Something I'm going to miss a lot is moving around on my motorbike, going to remote schools through crazy roads full of mysterious holes, and with all the surprise animals that can cross your path. I don't remember how many times I had to fix my bike, nor if it was worth it, but I do remember the happiness on it, the challenges driving, the times I thought "I don't cross that way, it's impossible" and the times I finally crossed it. And I am very proud of myself.

Ready to go!

New skills: driving with a skirt

And finally, it's really over. We are left with the desire for more, for more time, for more sharing. We are hooked to this rhythm of life and to this atmosphere full of illusion and teamwork. And if we leave sad it is because there have been many joys here. And what we have learned is that we are the ones who take the most. That in Kongo life goes on, ideas emerge and projects prosper, and we volunteers are just passing through (as it should be) to realize it. 

See you soon my friends.

Felicia, Cynthia and Noble came last day to say bye-bye

María, Noble, John and me

Zaan hills

Marina Castrillo (Nurse EU Aid Volunteer in Kongo, Upper East Ghana)

Wednesday, 31 March 2021

Covid-19, reusable sanitary pads and beautiful pregnant ladies

Three months has passed so fast.  

So, what we did with my beautiful fellow volunteer Marina - because of period stigma we had an idea to train girls in Junior High Schools and produce reusable sanitary pads to them. We trained almost 300 students! In our project were included local seamstresses, teachers from schools, students, their parents. A lot of people at the end. 
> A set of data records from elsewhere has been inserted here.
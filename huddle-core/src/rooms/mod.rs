mod connection;
mod room;

use std::collections::{HashMap, HashSet};
use std::sync::Arc;

use dashmap::DashMap;
use log::info;
use parking_lot::Mutex;
use thiserror::Error;

pub use connection::*;
pub use room::*;

use crate::{PresenceRegistry, SessionId};

#[derive(Debug, Error)]
pub enum RoomError {
    #[error("Room {0} doesn't exist")]
    NotFound(RoomId),
    #[error("Session is not a member of the room")]
    NotMember,
    #[error("Session is not connected")]
    SessionNotConnected,
}

/// The generic join/leave/broadcast primitive every subsystem builds on.
///
/// Each room is its own lock domain, so unrelated rooms broadcast in
/// parallel. The coordinator also keeps a reverse index from session to
/// joined rooms, which makes disconnect cleanup proportional to the rooms a
/// session actually joined.
pub struct RoomCoordinator<E> {
    presence: Arc<PresenceRegistry<E>>,
    rooms: DashMap<RoomId, Arc<Room>>,
    memberships: Mutex<HashMap<SessionId, HashSet<RoomId>>>,
}

impl<E> RoomCoordinator<E> {
    pub fn new(presence: &Arc<PresenceRegistry<E>>) -> Self {
        Self {
            presence: presence.clone(),
            rooms: Default::default(),
            memberships: Default::default(),
        }
    }

    /// Adds a session to a room, creating the room if it doesn't exist yet.
    /// Fails if the session has already been destroyed, which keeps dead
    /// sessions out of membership sets.
    pub fn join(&self, room_id: RoomId, session_id: SessionId) -> Result<(), RoomError> {
        if self.presence.session(session_id).is_none() {
            return Err(RoomError::SessionNotConnected);
        }

        let room = self
            .rooms
            .entry(room_id.clone())
            .or_insert_with(|| Arc::new(Room::new(room_id.clone())))
            .clone();

        room.join(session_id);

        self.memberships
            .lock()
            .entry(session_id)
            .or_default()
            .insert(room_id.clone());

        // An eviction may have completed between the liveness check above
        // and these inserts, finding nothing to sweep yet. Re-check and undo
        // so a destroyed session can never linger in a member set.
        if self.presence.session(session_id).is_none() {
            self.leave(&room_id, session_id);
            return Err(RoomError::SessionNotConnected);
        }

        Ok(())
    }

    /// Removes a session from a room. Returns true when this destroyed an
    /// ephemeral room. A no-op for unknown rooms or non-members.
    pub fn leave(&self, room_id: &RoomId, session_id: SessionId) -> bool {
        let Some(room) = self.rooms.get(room_id).map(|r| r.clone()) else {
            return false;
        };

        let (removed, now_empty) = room.leave(session_id);

        if removed {
            let mut memberships = self.memberships.lock();

            if let Some(rooms_of_session) = memberships.get_mut(&session_id) {
                rooms_of_session.remove(room_id);

                if rooms_of_session.is_empty() {
                    memberships.remove(&session_id);
                }
            }
        }

        if now_empty && room_id.kind.is_ephemeral() {
            self.rooms.remove(room_id);
            info!("Room {} destroyed", room_id);

            return true;
        }

        false
    }

    /// Returns the current members of a room, empty for unknown rooms
    pub fn members_of(&self, room_id: &RoomId) -> HashSet<SessionId> {
        self.rooms
            .get(room_id)
            .map(|r| r.members())
            .unwrap_or_default()
    }

    /// The rooms a session currently belongs to
    pub fn rooms_of(&self, session_id: SessionId) -> HashSet<RoomId> {
        self.memberships
            .lock()
            .get(&session_id)
            .cloned()
            .unwrap_or_default()
    }

    pub fn is_member(&self, room_id: &RoomId, session_id: SessionId) -> bool {
        self.rooms
            .get(room_id)
            .map(|r| r.is_member(session_id))
            .unwrap_or(false)
    }

    /// Disconnects the session from the registry and removes it from every
    /// room it joined, in that order: once the registry entry is gone, no
    /// broadcast started afterwards can target the session. Returns the
    /// ephemeral rooms destroyed by the removal so their owning subsystem can
    /// drop state. Idempotent.
    pub fn evict(&self, session_id: SessionId) -> Vec<RoomId> {
        self.presence.disconnect(session_id);

        let joined_rooms = self
            .memberships
            .lock()
            .remove(&session_id)
            .unwrap_or_default();

        joined_rooms
            .into_iter()
            .filter(|room_id| {
                let Some(room) = self.rooms.get(room_id).map(|r| r.clone()) else {
                    return false;
                };

                let (_, now_empty) = room.leave(session_id);

                if now_empty && room_id.kind.is_ephemeral() {
                    self.rooms.remove(room_id);
                    info!("Room {} destroyed", room_id);

                    true
                } else {
                    false
                }
            })
            .collect()
    }
}

impl<E> RoomCoordinator<E>
where
    E: Clone,
{
    /// Broadcasts an event to every member of a room, assigning the room's
    /// next sequence number atomically with respect to other broadcasts in
    /// the same room.
    pub fn broadcast(
        &self,
        room_id: &RoomId,
        event: E,
        exclude: Option<SessionId>,
    ) -> Result<u64, RoomError> {
        let room = self
            .rooms
            .get(room_id)
            .map(|r| r.clone())
            .ok_or_else(|| RoomError::NotFound(room_id.clone()))?;

        Ok(room.broadcast(&self.presence, event, exclude))
    }

    /// Broadcasts if the room exists and has members. Used for best-effort
    /// live mirrors of durable state, where nobody listening is fine.
    pub fn try_broadcast(
        &self,
        room_id: &RoomId,
        event: E,
        exclude: Option<SessionId>,
    ) -> Option<u64> {
        let room = self.rooms.get(room_id).map(|r| r.clone())?;

        if room.is_empty() {
            return None;
        }

        Some(room.broadcast(&self.presence, event, exclude))
    }

    /// Delivers an event to a single member of a room, still consuming a
    /// room sequence number. Fails if the target is not a member.
    pub fn direct(&self, room_id: &RoomId, to: SessionId, event: E) -> Result<u64, RoomError> {
        let room = self
            .rooms
            .get(room_id)
            .map(|r| r.clone())
            .ok_or_else(|| RoomError::NotFound(room_id.clone()))?;

        room.direct(&self.presence, to, event)
            .ok_or(RoomError::NotMember)
    }
}
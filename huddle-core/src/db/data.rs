use chrono::{DateTime, Utc};
use serde::{Deserialize, Serialize};

/// The type used to identify users. Identities are owned by an external
/// collaborator, the hub only ever looks them up.
pub type UserId = String;

/// A user identity, as known to the external identity collaborator
#[derive(Debug, Clone, Serialize, Deserialize)]
pub struct UserData {
    pub id: UserId,
    pub display_name: String,
}

/// A durable two-party message thread, independent of live connectivity
#[derive(Debug, Clone, Serialize, Deserialize)]
pub struct ConversationData {
    pub id: String,
    pub participants: [UserId; 2],
    pub created_at: DateTime<Utc>,
}

/// The delivery state of a message.
///
/// Transitions are forward-only, except [MessageState::Recalled] which is a
/// terminal override reachable from any prior state by the sender.
#[derive(Debug, Clone, Copy, PartialEq, Eq, Serialize, Deserialize)]
#[serde(rename_all = "snake_case")]
pub enum MessageState {
    Sent,
    Delivered,
    Read,
    Recalled,
}

impl MessageState {
    /// The position of the state in the forward-only delivery progression
    pub fn rank(&self) -> u8 {
        match self {
            Self::Sent => 0,
            Self::Delivered => 1,
            Self::Read => 2,
            Self::Recalled => 3,
        }
    }

    pub fn is_recalled(&self) -> bool {
        matches!(self, Self::Recalled)
    }
}

/// The content of a message: either plain text, or a reference to a file in
/// the blob store
#[derive(Debug, Clone, Serialize, Deserialize)]
#[serde(rename_all = "snake_case")]
pub enum MessageBody {
    Text(String),
    File { blob_ref: String, name: String },
}

#[derive(Debug, Clone, Serialize, Deserialize)]
pub struct MessageData {
    pub id: String,
    pub conversation_id: String,
    pub sender_id: UserId,
    pub body: MessageBody,
    pub state: MessageState,
    pub created_at: DateTime<Utc>,
}

/// The state of a file transfer offer. Once terminal it never changes.
#[derive(Debug, Clone, Copy, PartialEq, Eq, Serialize, Deserialize)]
#[serde(rename_all = "snake_case")]
pub enum OfferState {
    Offered,
    Accepted,
    Rejected,
    Expired,
}

impl OfferState {
    pub fn is_terminal(&self) -> bool {
        !matches!(self, Self::Offered)
    }
}

/// A file transfer handshake between two users of a conversation
#[derive(Debug, Clone, Serialize, Deserialize)]
pub struct FileOfferData {
    pub id: String,
    pub conversation_id: String,
    pub sender_id: UserId,
    pub recipient_id: UserId,
    pub blob_ref: String,
    pub file_name: String,
    pub state: OfferState,
    pub created_at: DateTime<Utc>,
}

/// A track in a music room queue
#[derive(Debug, Clone, Serialize, Deserialize)]
pub struct TrackData {
    pub id: String,
    /// Opaque reference to the track's media, resolved by the caller
    pub source_ref: String,
    pub duration_ms: u64,
    pub added_by: UserId,
}

#[derive(Debug, Clone, Copy, PartialEq, Eq, Serialize, Deserialize)]
#[serde(rename_all = "snake_case")]
pub enum RepeatMode {
    Off,
    One,
    All,
}

/// A durable snapshot of a music room's queue, used for crash recovery
#[derive(Debug, Clone, Serialize, Deserialize)]
pub struct QueueSnapshotData {
    pub room: String,
    pub queue: Vec<TrackData>,
    pub current_index: Option<usize>,
    pub repeat: RepeatMode,
    pub shuffle: bool,
}

#[derive(Debug, Clone, Copy, PartialEq, Eq, Serialize, Deserialize)]
#[serde(rename_all = "snake_case")]
pub enum ScreenState {
    Active,
    Ended,
}

/// The durable record of a screen share session
#[derive(Debug, Clone, Serialize, Deserialize)]
pub struct ScreenSessionData {
    pub id: String,
    pub host_user_id: UserId,
    pub access_code: String,
    pub state: ScreenState,
    pub created_at: DateTime<Utc>,
    pub ended_at: Option<DateTime<Utc>>,
}

#[derive(Debug, Clone, Copy, PartialEq, Eq, Serialize, Deserialize)]
#[serde(rename_all = "snake_case")]
pub enum NotificationKind {
    NewMessage,
    FileOffer,
}

/// A fire-and-forget record for offline or asynchronous consumption
#[derive(Debug, Clone, Serialize, Deserialize)]
pub struct NotificationData {
    pub id: String,
    pub user_id: UserId,
    pub kind: NotificationKind,
    pub payload: serde_json::Value,
    pub read: bool,
    pub created_at: DateTime<Utc>,
}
In hospital I was working actually everywhere, in ER with local nurses, doctors assistants, but mainly with young midwives Emanuela and Gladis. They were amazing. In this clinic, Ayamfoya Memorial Clinic, midwives are so independent, they do everything. What was interesting as a family planning method, that most common method is injectable one - it's given as an injection every three months. A lot of girls choose this. But the problem is, a lot of girls are already pregnant when they come for check up, and they haven't done pregnancy test yet. So all patients who come to family planning check-up they need to do pregnancy test with midwife before injection or contraceptive implant. They don't have cardiotocography machines, only doppler fetal monitor. First pregnancy check-up usually varies between 8-12 pregnancy weeks, but some of women come for first ultrasound, check-up at 24-26 weeks! 

In Ghana it's believed that the placenta is the dead twin of the live baby and is given full burial rites.

 After delivery placenta is taken home,  it is buried behind home, under the tree.